A burrata, um queijo italiano, se tornou muito popular em restaurantes e nas redes sociais, mas essa fama gerou críticas. Chefs e críticos acham que a burrata está em todo lugar e isso faz com que queijos melhores, como stracchino e ricota, fiquem esquecidos. A jornalista Helen Santiago diz que a burrata perdeu seu encanto e seu sabor depende muito dos acompanhamentos. Mikel López Iturriaga, do El Comidista, a vê como um símbolo de mediocridade na gastronomia. A popularidade da burrata nas redes sociais, especialmente no Instagram, levou chefs a criar combinações diferentes, mas isso fez com que o queijo, que era simples, se tornasse caro e glamouroso. Francesco Cerutti, de uma queijaria em Barcelona, afirma que a burrata industrial não é a verdadeira, por isso ele prefere queijos artesanais. Giacomo Hassan, de um restaurante, também não gosta da burrata e prefere stracchino, que considera mais autêntico. A crescente demanda pela burrata levanta dúvidas sobre a qualidade dos queijos, e tanto Cerutti quanto Hassan acreditam que a burrata não se compara a queijos frescos tradicionais.
A burrata, queijo italiano, se tornou um item onipresente em cardápios de diversos restaurantes, gerando críticas de chefs e especialistas. A popularidade excessiva do produto é vista como uma moda superficial que ofusca queijos de maior qualidade, como stracchino e ricota.
Críticos apontam que a burrata, inicialmente apreciada, perdeu seu charme devido à sua saturação. A jornalista Helen Santiago descreve a experiência como um “estancamento no tempo”, onde o sabor se limita ao que é adicionado, como pesto ou vinagre. Mikel López Iturriaga, diretor de El Comidista, também expressa seu descontentamento, afirmando que a burrata se tornou um símbolo de mediocridade na gastronomia.
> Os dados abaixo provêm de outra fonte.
//! Operation: set up a project's publications and publish them.
//!
//! Setup is two-phase: the caller collects the raw [`PublishConfig`], then
//! [`setup_publishing`] resolves it, dispatches the platform strategy and
//! wires the task graph. [`publish_component`] runs the resulting tasks
//! through a [`BuildHost`] and reports where the component went.

use std::path::{Path, PathBuf};

use shipjar_core::config::{PublishConfig, ResolvedConfig};
use shipjar_core::manifest::HostConfig;
use shipjar_core::platform::PlatformKind;
use shipjar_core::project::{load_project, Project};
use shipjar_core::properties::{FallbackSources, PortalCredentials, SigningConfig};
use shipjar_maven::publication::{artifact_id_for, Coordinates, Publication, Publishing};
use shipjar_maven::repository::{select_repository, SelectedRepository};
use shipjar_maven::strategy::{PublicationStrategy, StrategyTable};
use shipjar_maven::tasks::{TaskAction, TaskRef, TaskSpec, PUBLISHER_GROUP};
use shipjar_util::errors::ShipjarError;
use shipjar_util::process::CommandBuilder;
use tracing::{debug, info};

use crate::ops_plan::PublishPlan;
use crate::ops_report::PublishReport;

/// Entry task of a publish run.
pub const PUBLISH_COMPONENT_TASK: &str = "publishComponent";

/// Environment variable pointing the host at the JSON publication plan.
pub const PLAN_ENV: &str = "SHIPJAR_PLAN";

/// Runs build tasks on behalf of the engine.
pub trait BuildHost {
    /// Run `tasks` in the given order inside `project_dir`.
    fn run_tasks(&mut self, project_dir: &Path, tasks: &[&TaskSpec]) -> Result<(), ShipjarError>;
}

/// Everything needed to publish one project.
#[derive(Debug)]
pub struct PublishingSetup {
    pub project: Project,
    pub platform: PlatformKind,
    pub strategy: PublicationStrategy,
    pub config: ResolvedConfig,
    pub publishing: Publishing,
    pub repository: SelectedRepository,
    pub signing: Option<SigningConfig>,
    pub plugin_portal: Option<PortalCredentials>,
    entry: TaskRef,
}

/// Result of [`setup_publishing`].
#[derive(Debug)]
pub enum SetupOutcome {
    Ready(Box<PublishingSetup>),
    /// The project is not published (Android applications).
    Skipped { project: String, platform: PlatformKind },
}

/// Classify `project`, resolve `user_config` and register its publications.
pub fn setup_publishing(
    project: &Project,
    user_config: &PublishConfig,
    fallbacks: &FallbackSources,
) -> Result<SetupOutcome, ShipjarError> {
    let platform = project.platform();
    debug!(project = %project.name, %platform, "classified project");

    let table = StrategyTable::build(project, user_config);
    let strategy = table.get(platform).clone();
    if strategy.is_skipped() {
        info!(project = %project.name, %platform, "skipping publication");
        return Ok(SetupOutcome::Skipped {
            project: project.name.clone(),
            platform,
        });
    }

    let config = user_config.resolve(project, fallbacks)?;
    let signing = if config.suffix().requires_credentials() {
        fallbacks.signing()
    } else {
        None
    };
    let plugin_portal = if platform == PlatformKind::GradlePlugin {
        fallbacks.plugin_portal()
    } else {
        None
    };

    let mut publishing = Publishing::with_host_publications(&project.publications);
    let entry = publishing.tasks.register(
        TaskSpec::new(PUBLISH_COMPONENT_TASK, TaskAction::Lifecycle)
            .group(PUBLISHER_GROUP)
            .description("Publishes the component to its Maven repository"),
    );
    let repository = select_repository(&config, &project.build_dir)?;

    let mut setup = PublishingSetup {
        project: project.clone(),
        platform,
        strategy,
        config,
        publishing,
        repository,
        signing,
        plugin_portal,
        entry,
    };
    setup.dispatch()?;
    Ok(SetupOutcome::Ready(Box::new(setup)))
}

impl PublishingSetup {
    /// Run the platform strategy and wire the publish tasks.
    ///
    /// Safe to call again: publications and tasks are looked up by name.
    pub fn dispatch(&mut self) -> Result<Vec<String>, ShipjarError> {
        let config = &self.config;
        let signing_key = self.signing.as_ref().map(|s| s.key_id.clone());
        let multiplatform = self.platform == PlatformKind::KotlinMultiplatform;
        let configure = |publication: &mut Publication| {
            let artifact_id = artifact_id_for(&publication.name, &config.artifact_id, multiplatform);
            publication.pom.name = artifact_id.clone();
            publication.pom.description = config.description.clone();
            publication.pom.strip_dependencies = !config.transitive_dependency;
            publication.coordinates = Coordinates {
                group: config.group.clone(),
                artifact_id,
                version: config.version.clone(),
            };
            publication.signing_key = signing_key.clone();
        };
        let names = self
            .strategy
            .setup(&self.project, &mut self.publishing, &configure)?;

        let tasks = &mut self.publishing.tasks;
        if let Some(assemble) = self.strategy.assemble_task() {
            let assemble = tasks.reference(&assemble);
            tasks.depends_on(self.entry, assemble);
        }
        let upload = tasks.reference(self.strategy.upload_task());
        let sidecars: Vec<String> = self
            .publishing
            .publications()
            .iter()
            .flat_map(|p| p.artifacts.iter().map(|a| a.task.clone()))
            .collect();
        let tasks = &mut self.publishing.tasks;
        for name in sidecars {
            if let Some(sidecar) = tasks.find(&name) {
                tasks.depends_on(upload, sidecar);
            }
        }
        tasks.finalized_by(self.entry, upload);
        debug!(
            project = %self.project.name,
            publications = ?names,
            tasks = tasks.len(),
            "publishing configured"
        );
        Ok(names)
    }

    /// Name of the host task uploading the publications.
    pub fn upload_task(&self) -> &'static str {
        self.strategy.upload_task()
    }

    /// Tasks run by `publishComponent`, in order.
    pub fn execution_order(&self) -> Result<Vec<&TaskSpec>, ShipjarError> {
        self.publishing.tasks.execution_order(self.entry)
    }
}

/// Run `publishComponent` for `setup` on `host` and report the result.
///
/// The report is produced only once the host has run every task, the upload
/// included.
pub fn publish_component(
    setup: &PublishingSetup,
    host: &mut dyn BuildHost,
) -> Result<PublishReport, ShipjarError> {
    let order = setup.execution_order()?;
    info!(
        project = %setup.project.name,
        coordinate = %setup.config.coordinate(),
        repository = %setup.repository.location(),
        "publishing component"
    );
    host.run_tasks(&setup.project.dir, &order)?;
    Ok(PublishReport::new(&setup.config, &setup.repository))
}

/// A loaded project with its publications set up.
#[derive(Debug)]
pub struct Prepared {
    pub host: HostConfig,
    pub outcome: SetupOutcome,
}

/// Load the project in `dir`, its ancestors and fallback sources, and set up
/// its publications.
pub fn prepare(dir: &Path) -> miette::Result<Prepared> {
    let loaded = load_project(dir)?;
    let root_dir = loaded.project.root().dir;
    let fallbacks = FallbackSources::load(&root_dir)?;
    let outcome = setup_publishing(&loaded.project, &loaded.publish, &fallbacks)?;
    Ok(Prepared {
        host: loaded.host,
        outcome,
    })
}

/// Options for [`publish`].
#[derive(Debug, Clone, Default)]
pub struct PublishOptions {
    /// List the tasks instead of running them.
    pub dry_run: bool,
}

/// Result of [`publish`].
#[derive(Debug)]
pub enum PublishOutcome {
    Published(PublishReport),
    DryRun(Vec<String>),
    Skipped { project: String, platform: PlatformKind },
}

/// `publishComponent` for the project in `dir`, using the host command from
/// its `shipjar.toml`.
pub fn publish(dir: &Path, options: &PublishOptions) -> miette::Result<PublishOutcome> {
    let prepared = prepare(dir)?;
    let setup = match prepared.outcome {
        SetupOutcome::Ready(setup) => setup,
        SetupOutcome::Skipped { project, platform } => {
            return Ok(PublishOutcome::Skipped { project, platform })
        }
    };

    if options.dry_run {
        let order = setup
            .execution_order()?
            .into_iter()
            .map(|t| t.name.clone())
            .collect();
        return Ok(PublishOutcome::DryRun(order));
    }

    let plan_file = PublishPlan::of(&setup)?.write(&setup.project.build_dir)?;
    let mut host = CommandHost::for_project(&prepared.host, &setup.project).with_plan_file(plan_file);
    let report = publish_component(&setup, &mut host)?;
    Ok(PublishOutcome::Published(report))
}

/// Drives a Gradle-style command line (`./gradlew task1 task2 ...`).
#[derive(Debug, Clone)]
pub struct CommandHost {
    command: String,
    args: Vec<String>,
    plan_file: Option<PathBuf>,
}

impl CommandHost {
    pub fn new(host: &HostConfig) -> Self {
        Self {
            command: host.command.clone(),
            args: host.args.clone(),
            plan_file: None,
        }
    }

    /// Resolve a relative wrapper command (`./gradlew`) against the project
    /// and then its ancestors, taking the first directory that has it.
    pub fn for_project(host: &HostConfig, project: &Project) -> Self {
        let mut this = Self::new(host);
        let relative = Path::new(&host.command);
        if relative.is_relative() && relative.components().count() > 1 {
            if let Some(found) = project
                .lineage()
                .map(|p| p.dir.join(relative))
                .find(|candidate| candidate.is_file())
            {
                this.command = found.display().to_string();
            }
        }
        this
    }

    /// Export the plan file location to the host process.
    pub fn with_plan_file(mut self, path: impl Into<PathBuf>) -> Self {
        self.plan_file = Some(path.into());
        self
    }

    pub fn command(&self) -> &str {
        &self.command
    }
}

impl BuildHost for CommandHost {
    fn run_tasks(&mut self, project_dir: &Path, tasks: &[&TaskSpec]) -> Result<(), ShipjarError> {
        let names: Vec<&str> = tasks
            .iter()
            .filter(|t| t.action != TaskAction::Lifecycle)
            .map(|t| t.name.as_str())
            .collect();
        let mut cmd = CommandBuilder::new(&self.command)
            .args(self.args.iter().cloned())
            .args(names.iter().copied())
            .cwd(project_dir);
        if let Some(plan) = &self.plan_file {
            cmd = cmd.env(PLAN_ENV, plan.display().to_string());
        }
        debug!(command = %cmd.display(), "running host tasks");
        let output = cmd.exec_checked(names.last().copied().unwrap_or(self.command.as_str()))?;
        for line in String::from_utf8_lossy(&output.stdout).lines() {
            debug!(target: "shipjar::host", "{line}");
        }
        Ok(())
    }
}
A viralidade da burrata nas redes sociais, especialmente no Instagram, contribuiu para sua popularização. Chefs têm experimentado combinações inusitadas, adicionando ingredientes como sardinha, champignon e até frutas. Essa tendência gerou um culto em torno do queijo, que, apesar de suas origens humildes, se transformou em um produto caro e glamouroso.
Francesco Cerutti, proprietário da queseria Pinullet em Barcelona, destaca que a burrata industrial não representa a verdadeira essência do queijo. Ele optou por não oferecer o produto, preferindo promover alternativas artesanais. Giacomo Hassan, chef do restaurante Bodega Bonay, também rejeita a burrata, optando por stracchino, que considera uma opção mais autêntica e saborosa.
A crescente demanda pela burrata levanta questões sobre a qualidade dos queijos disponíveis. Cerutti e Hassan concordam que a burrata, muitas vezes, não se compara a queijos frescos tradicionais, como o mató e o recuit de drap. A popularidade do queijo, embora intrigante, representa um desafio para a valorização de opções mais autênticas na culinária.